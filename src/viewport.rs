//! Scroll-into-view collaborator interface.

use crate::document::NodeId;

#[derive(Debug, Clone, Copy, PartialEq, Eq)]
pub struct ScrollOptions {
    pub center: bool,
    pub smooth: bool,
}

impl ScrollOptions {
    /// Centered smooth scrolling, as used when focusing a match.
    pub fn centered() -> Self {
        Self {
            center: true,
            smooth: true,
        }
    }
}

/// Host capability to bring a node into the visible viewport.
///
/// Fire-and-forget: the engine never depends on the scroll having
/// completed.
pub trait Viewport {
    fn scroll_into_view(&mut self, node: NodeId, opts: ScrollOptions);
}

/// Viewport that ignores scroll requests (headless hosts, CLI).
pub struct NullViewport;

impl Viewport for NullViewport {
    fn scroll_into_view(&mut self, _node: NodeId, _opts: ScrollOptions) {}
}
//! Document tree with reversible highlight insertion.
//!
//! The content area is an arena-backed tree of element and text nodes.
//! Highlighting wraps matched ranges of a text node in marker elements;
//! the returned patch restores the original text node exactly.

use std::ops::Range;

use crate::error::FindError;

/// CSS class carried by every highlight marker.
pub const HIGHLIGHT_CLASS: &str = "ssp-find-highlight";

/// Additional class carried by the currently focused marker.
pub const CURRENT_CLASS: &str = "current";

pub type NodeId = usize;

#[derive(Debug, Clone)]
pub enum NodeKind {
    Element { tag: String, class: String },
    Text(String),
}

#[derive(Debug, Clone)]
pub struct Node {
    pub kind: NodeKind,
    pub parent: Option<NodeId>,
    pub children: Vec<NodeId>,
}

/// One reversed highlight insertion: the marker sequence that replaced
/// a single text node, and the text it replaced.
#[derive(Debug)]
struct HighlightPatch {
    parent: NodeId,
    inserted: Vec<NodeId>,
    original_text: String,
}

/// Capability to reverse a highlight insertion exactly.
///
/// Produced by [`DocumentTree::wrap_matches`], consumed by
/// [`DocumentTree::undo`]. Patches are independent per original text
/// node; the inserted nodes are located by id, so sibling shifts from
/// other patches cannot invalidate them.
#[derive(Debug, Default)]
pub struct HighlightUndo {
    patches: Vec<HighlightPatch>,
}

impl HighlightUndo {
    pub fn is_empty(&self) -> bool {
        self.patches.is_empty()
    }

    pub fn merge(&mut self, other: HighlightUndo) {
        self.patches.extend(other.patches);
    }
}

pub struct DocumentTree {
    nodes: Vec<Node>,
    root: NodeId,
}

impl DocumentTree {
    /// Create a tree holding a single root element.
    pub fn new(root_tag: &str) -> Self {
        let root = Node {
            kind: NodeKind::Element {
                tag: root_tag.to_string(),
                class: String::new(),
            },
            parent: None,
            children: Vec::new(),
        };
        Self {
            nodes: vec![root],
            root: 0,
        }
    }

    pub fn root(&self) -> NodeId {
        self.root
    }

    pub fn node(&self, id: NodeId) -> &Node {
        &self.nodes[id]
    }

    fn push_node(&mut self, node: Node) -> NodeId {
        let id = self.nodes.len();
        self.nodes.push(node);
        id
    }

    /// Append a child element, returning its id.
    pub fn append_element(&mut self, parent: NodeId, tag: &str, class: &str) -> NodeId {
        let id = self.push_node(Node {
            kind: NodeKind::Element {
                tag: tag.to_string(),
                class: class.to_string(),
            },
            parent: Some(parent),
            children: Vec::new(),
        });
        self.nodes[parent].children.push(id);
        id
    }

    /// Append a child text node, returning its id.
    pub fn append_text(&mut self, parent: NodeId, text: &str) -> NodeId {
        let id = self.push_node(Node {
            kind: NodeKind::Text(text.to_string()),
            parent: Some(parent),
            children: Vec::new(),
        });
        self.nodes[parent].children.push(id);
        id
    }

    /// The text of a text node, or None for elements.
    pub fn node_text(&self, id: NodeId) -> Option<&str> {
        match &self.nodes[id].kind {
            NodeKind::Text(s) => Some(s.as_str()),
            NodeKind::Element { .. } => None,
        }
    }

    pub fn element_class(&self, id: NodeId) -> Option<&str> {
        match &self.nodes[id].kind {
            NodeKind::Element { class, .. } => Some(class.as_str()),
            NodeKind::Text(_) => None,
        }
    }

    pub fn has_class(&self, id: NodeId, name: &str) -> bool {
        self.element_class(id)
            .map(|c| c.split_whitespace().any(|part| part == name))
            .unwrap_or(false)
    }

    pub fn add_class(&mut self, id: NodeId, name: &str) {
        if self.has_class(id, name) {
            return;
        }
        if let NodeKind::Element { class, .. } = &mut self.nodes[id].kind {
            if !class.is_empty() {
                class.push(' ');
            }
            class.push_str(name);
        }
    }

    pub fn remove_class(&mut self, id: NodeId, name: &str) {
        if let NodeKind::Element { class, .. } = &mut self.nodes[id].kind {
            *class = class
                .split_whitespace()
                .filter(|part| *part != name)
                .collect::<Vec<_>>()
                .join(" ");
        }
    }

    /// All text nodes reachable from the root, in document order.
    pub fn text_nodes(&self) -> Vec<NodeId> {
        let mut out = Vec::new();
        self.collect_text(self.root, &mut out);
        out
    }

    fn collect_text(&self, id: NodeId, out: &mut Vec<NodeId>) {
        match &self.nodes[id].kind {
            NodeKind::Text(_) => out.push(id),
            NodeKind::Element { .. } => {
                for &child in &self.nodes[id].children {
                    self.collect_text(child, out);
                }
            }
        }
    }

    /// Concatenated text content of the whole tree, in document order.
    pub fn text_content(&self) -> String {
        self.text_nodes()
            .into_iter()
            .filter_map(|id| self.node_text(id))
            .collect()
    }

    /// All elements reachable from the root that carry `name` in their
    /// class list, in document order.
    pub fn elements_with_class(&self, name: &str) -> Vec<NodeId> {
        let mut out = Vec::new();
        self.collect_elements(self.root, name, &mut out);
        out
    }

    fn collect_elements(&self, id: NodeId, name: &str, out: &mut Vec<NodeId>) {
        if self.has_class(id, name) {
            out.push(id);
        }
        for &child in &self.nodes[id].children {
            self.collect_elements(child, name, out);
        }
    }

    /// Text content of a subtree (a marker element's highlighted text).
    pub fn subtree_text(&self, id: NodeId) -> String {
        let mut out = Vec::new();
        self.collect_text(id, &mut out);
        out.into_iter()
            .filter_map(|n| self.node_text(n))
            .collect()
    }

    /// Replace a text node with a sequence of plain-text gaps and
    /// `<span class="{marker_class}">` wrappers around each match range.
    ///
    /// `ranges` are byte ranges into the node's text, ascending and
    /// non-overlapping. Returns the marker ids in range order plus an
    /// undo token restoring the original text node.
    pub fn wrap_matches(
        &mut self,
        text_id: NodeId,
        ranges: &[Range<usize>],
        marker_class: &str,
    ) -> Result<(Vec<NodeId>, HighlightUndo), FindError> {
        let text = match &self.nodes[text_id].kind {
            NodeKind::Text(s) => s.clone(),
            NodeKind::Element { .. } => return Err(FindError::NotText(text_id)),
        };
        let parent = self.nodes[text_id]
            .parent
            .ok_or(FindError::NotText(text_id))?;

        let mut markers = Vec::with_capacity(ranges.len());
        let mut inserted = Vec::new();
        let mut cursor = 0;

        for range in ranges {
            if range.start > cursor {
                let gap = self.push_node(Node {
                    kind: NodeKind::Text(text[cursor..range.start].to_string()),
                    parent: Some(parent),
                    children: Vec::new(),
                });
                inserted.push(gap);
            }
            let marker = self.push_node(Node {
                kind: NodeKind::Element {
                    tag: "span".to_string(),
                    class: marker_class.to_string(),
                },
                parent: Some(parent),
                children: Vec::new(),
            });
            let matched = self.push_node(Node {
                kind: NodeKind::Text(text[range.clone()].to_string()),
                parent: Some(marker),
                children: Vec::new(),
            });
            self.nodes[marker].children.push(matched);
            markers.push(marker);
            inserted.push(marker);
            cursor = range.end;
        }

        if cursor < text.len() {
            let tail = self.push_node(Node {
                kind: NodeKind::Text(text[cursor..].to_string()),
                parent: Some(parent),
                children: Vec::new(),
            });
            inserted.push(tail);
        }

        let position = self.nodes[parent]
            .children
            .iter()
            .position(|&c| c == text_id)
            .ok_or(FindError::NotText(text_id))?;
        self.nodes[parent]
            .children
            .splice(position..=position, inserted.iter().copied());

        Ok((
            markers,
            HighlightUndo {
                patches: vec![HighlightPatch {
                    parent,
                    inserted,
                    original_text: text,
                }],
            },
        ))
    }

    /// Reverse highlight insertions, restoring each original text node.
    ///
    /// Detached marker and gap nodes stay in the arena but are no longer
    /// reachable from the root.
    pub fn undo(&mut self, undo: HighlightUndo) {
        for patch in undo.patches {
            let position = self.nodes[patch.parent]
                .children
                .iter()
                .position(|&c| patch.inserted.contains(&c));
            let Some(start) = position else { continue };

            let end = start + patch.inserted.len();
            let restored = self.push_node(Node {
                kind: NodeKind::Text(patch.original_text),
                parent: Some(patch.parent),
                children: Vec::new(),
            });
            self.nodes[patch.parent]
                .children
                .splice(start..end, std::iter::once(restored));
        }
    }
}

---

## [Exercise description]
Pick out the lines above containing the word "ScrollOptions", then copy them.

## [Solution below]
pub struct ScrollOptions {
impl ScrollOptions {
    fn scroll_into_view(&mut self, node: NodeId, opts: ScrollOptions);
    fn scroll_into_view(&mut self, _node: NodeId, _opts: ScrollOptions) {}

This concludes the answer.